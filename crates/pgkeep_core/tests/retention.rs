//! End-to-end retention tests against seeded stores.

#![cfg(unix)]

use pgkeep_core::retention::cleanup;
use pgkeep_core::{CoreError, FilterConfig};
use pgkeep_storage::{BackendKind, Category};
use pgkeep_testkit::prelude::*;
use std::num::NonZeroUsize;

fn retain(n: usize) -> NonZeroUsize {
    NonZeroUsize::new(n).unwrap()
}

/// Five daily backups, backup `d` starting in segment `2d`, segments 1..=12.
fn seed_five(store: &SeededStore) -> Vec<String> {
    for counter in 1..=12 {
        store.add_segment(&segment_name(1, counter));
    }
    store.put("00000001.history", Category::Wal, b"1\t0/0\tno recovery target\n".to_vec());
    (1..=5)
        .map(|day| store.add_backup(day, &segment_name(1, 2 * u64::from(day)), BACKUP_SIZE))
        .collect()
}

fn stores() -> Vec<SeededStore> {
    vec![
        SeededStore::memory_with_kind(BackendKind::ObjectStore),
        SeededStore::memory_with_kind(BackendKind::Filesystem),
        SeededStore::filesystem(),
    ]
}

#[tokio::test]
async fn scenario_a_keeps_two_newest_and_prunes_wal() {
    for store in stores() {
        let backups = seed_five(&store);
        let config = store.config().retain(retain(2));

        let report = cleanup(&config, &store.backend(), false).await.unwrap();

        assert_eq!(report.kept, vec![backups[4].clone(), backups[3].clone()]);
        assert_eq!(report.backups_deleted, 3);
        assert_eq!(report.oldest_required_wal, segment_name(1, 8));
        assert_eq!(
            store.names(Category::Basebackup),
            vec![backups[3].clone(), backups[4].clone()]
        );

        let threshold = segment_name(1, 8);
        let wal = store.names(Category::Wal);
        assert!(wal.contains(&"00000001.history".to_string()));
        assert!(wal.contains(&label_object_name(&threshold)));
        for name in &wal {
            if name.ends_with(".history") {
                continue;
            }
            assert!(name[..24] >= *threshold, "{name} should have been deleted");
        }
        // Segments 1..=7 plus the labels of backups 1, 2 and 3.
        assert_eq!(report.wals_deleted(), 10);
    }
}

#[tokio::test]
async fn scenario_b_small_newest_backup_is_never_kept() {
    let store = SeededStore::memory();
    for counter in 1..=8 {
        store.add_segment(&segment_name(1, counter));
    }
    let day1 = store.add_backup(1, &segment_name(1, 2), BACKUP_SIZE);
    let day2 = store.add_backup(2, &segment_name(1, 4), BACKUP_SIZE);
    let day3 = store.add_backup(3, &segment_name(1, 6), BACKUP_SIZE);
    let day4 = store.add_backup(4, &segment_name(1, 8), SMALL_BACKUP_SIZE);

    let config = store.config().retain(retain(2));
    let report = cleanup(&config, &store.backend(), false).await.unwrap();

    assert_eq!(report.kept, vec![day3.clone(), day2.clone()]);
    assert_eq!(report.discarded, vec![day1]);
    assert_eq!(report.oldest_required_wal, segment_name(1, 4));
    // The insane backup is newer than everything kept and is left alone.
    assert_eq!(store.names(Category::Basebackup), vec![day2, day3, day4]);
}

#[tokio::test]
async fn insane_backups_older_than_kept_are_discarded() {
    let store = SeededStore::memory();
    let broken = store.add_backup(1, &segment_name(1, 1), SMALL_BACKUP_SIZE);
    store.add_backup(2, &segment_name(1, 2), BACKUP_SIZE);
    store.add_backup(3, &segment_name(1, 3), BACKUP_SIZE);

    let report = cleanup(&store.config().retain(retain(2)), &store.backend(), false)
        .await
        .unwrap();
    assert_eq!(report.discarded, vec![broken.clone()]);
    assert!(!store.names(Category::Basebackup).contains(&broken));
}

#[tokio::test]
async fn under_quota_deletes_nothing() {
    let store = SeededStore::memory();
    let backups = seed_five(&store);
    let wal_before = store.names(Category::Wal);

    let err = cleanup(&store.config().retain(retain(6)), &store.backend(), false)
        .await
        .unwrap_err();
    assert!(matches!(err, CoreError::InsufficientBackups { have: 5, want: 6 }));

    let mut sorted = backups;
    sorted.sort();
    assert_eq!(store.names(Category::Basebackup), sorted);
    assert_eq!(store.names(Category::Wal), wal_before);
}

#[tokio::test]
async fn failed_backup_delete_keeps_its_wal() {
    let store = SeededStore::memory();
    let backups = seed_five(&store);
    store
        .memory_backend()
        .unwrap()
        .fail_deletes_of(&backups[0]);

    let report = cleanup(&store.config().retain(retain(2)), &store.backend(), false)
        .await
        .unwrap();
    assert_eq!(report.backups_deleted, 2);
    // The surviving oldest backup still needs segment 2.
    assert_eq!(report.oldest_required_wal, segment_name(1, 2));
    assert!(store.names(Category::Wal).contains(&segment_name(1, 2)));
    assert!(!store.names(Category::Wal).contains(&segment_name(1, 1)));
}

#[tokio::test]
async fn dry_run_reports_without_deleting() {
    let store = SeededStore::memory();
    seed_five(&store);
    let basebackups = store.names(Category::Basebackup);
    let wal = store.names(Category::Wal);

    let report = cleanup(&store.config().retain(retain(2)), &store.backend(), true)
        .await
        .unwrap();
    assert!(report.dry_run);
    assert_eq!(report.discarded.len(), 3);
    assert_eq!(report.backups_deleted, 0);
    assert_eq!(report.archives[0].candidates, 10);
    assert_eq!(report.wals_deleted(), 0);
    assert_eq!(store.names(Category::Basebackup), basebackups);
    assert_eq!(store.names(Category::Wal), wal);
}

#[tokio::test]
async fn extra_archive_directories_are_pruned() {
    let store = SeededStore::filesystem();
    seed_five(&store);
    let mirror = SeededStore::filesystem();
    for counter in 1..=12 {
        mirror.add_segment(&segment_name(1, counter));
    }

    let config = store
        .config()
        .retain(retain(2))
        .wal_archive_dir(mirror.root().unwrap());
    let report = cleanup(&config, &store.backend(), false).await.unwrap();

    assert_eq!(report.archives.len(), 2);
    assert_eq!(report.archives[1].deleted, 7);
    let remaining = mirror.names(Category::Wal);
    assert_eq!(remaining.first(), Some(&segment_name(1, 8)));
}

#[tokio::test]
async fn extra_archive_without_wal_subdirectory_is_left_alone() {
    let store = SeededStore::filesystem();
    seed_five(&store);
    let flat = tempfile::tempdir().unwrap();
    let segment = flat.path().join(segment_name(1, 1));
    std::fs::write(&segment, b"segment").unwrap();

    let config = store
        .config()
        .retain(retain(2))
        .wal_archive_dir(flat.path());
    let report = cleanup(&config, &store.backend(), false).await.unwrap();

    assert_eq!(report.archives.len(), 2);
    assert_eq!(report.archives[1].candidates, 0);
    assert_eq!(report.archives[1].deleted, 0);
    assert!(segment.exists());
}

#[tokio::test]
async fn missing_label_is_reported() {
    let store = SeededStore::memory();
    for day in 1..=3 {
        store.put(&backup_name(day), Category::Basebackup, vec![0u8; BACKUP_SIZE]);
    }
    let err = cleanup(&store.config().retain(retain(2)), &store.backend(), false)
        .await
        .unwrap_err();
    assert!(matches!(err, CoreError::NotFound { .. }));
}

#[tokio::test]
async fn unreadable_labels_are_skipped() {
    let store = SeededStore::memory();
    seed_five(&store);
    // A label that only decodes with a different filter.
    store.put(
        &label_object_name(&segment_name(1, 9)),
        Category::Wal,
        b"\x28\xb5\x2f\xfd garbage".to_vec(),
    );
    let mut config = store.config().retain(retain(2));
    config.filters = FilterConfig {
        decompress: failing_command(1),
        ..identity_filters()
    };

    // The decompressor's exit is tolerated, so its empty output just fails to match.
    let err = cleanup(&config, &store.backend(), true).await.unwrap_err();
    assert!(matches!(err, CoreError::NotFound { .. }));
}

▶ Task description
Where the string "true" occurs in a line of the listing, copy the line.

▶ Result of this task
    let report = cleanup(&store.config().retain(retain(2)), &store.backend(), true)
    let err = cleanup(&config, &store.backend(), true).await.unwrap_err();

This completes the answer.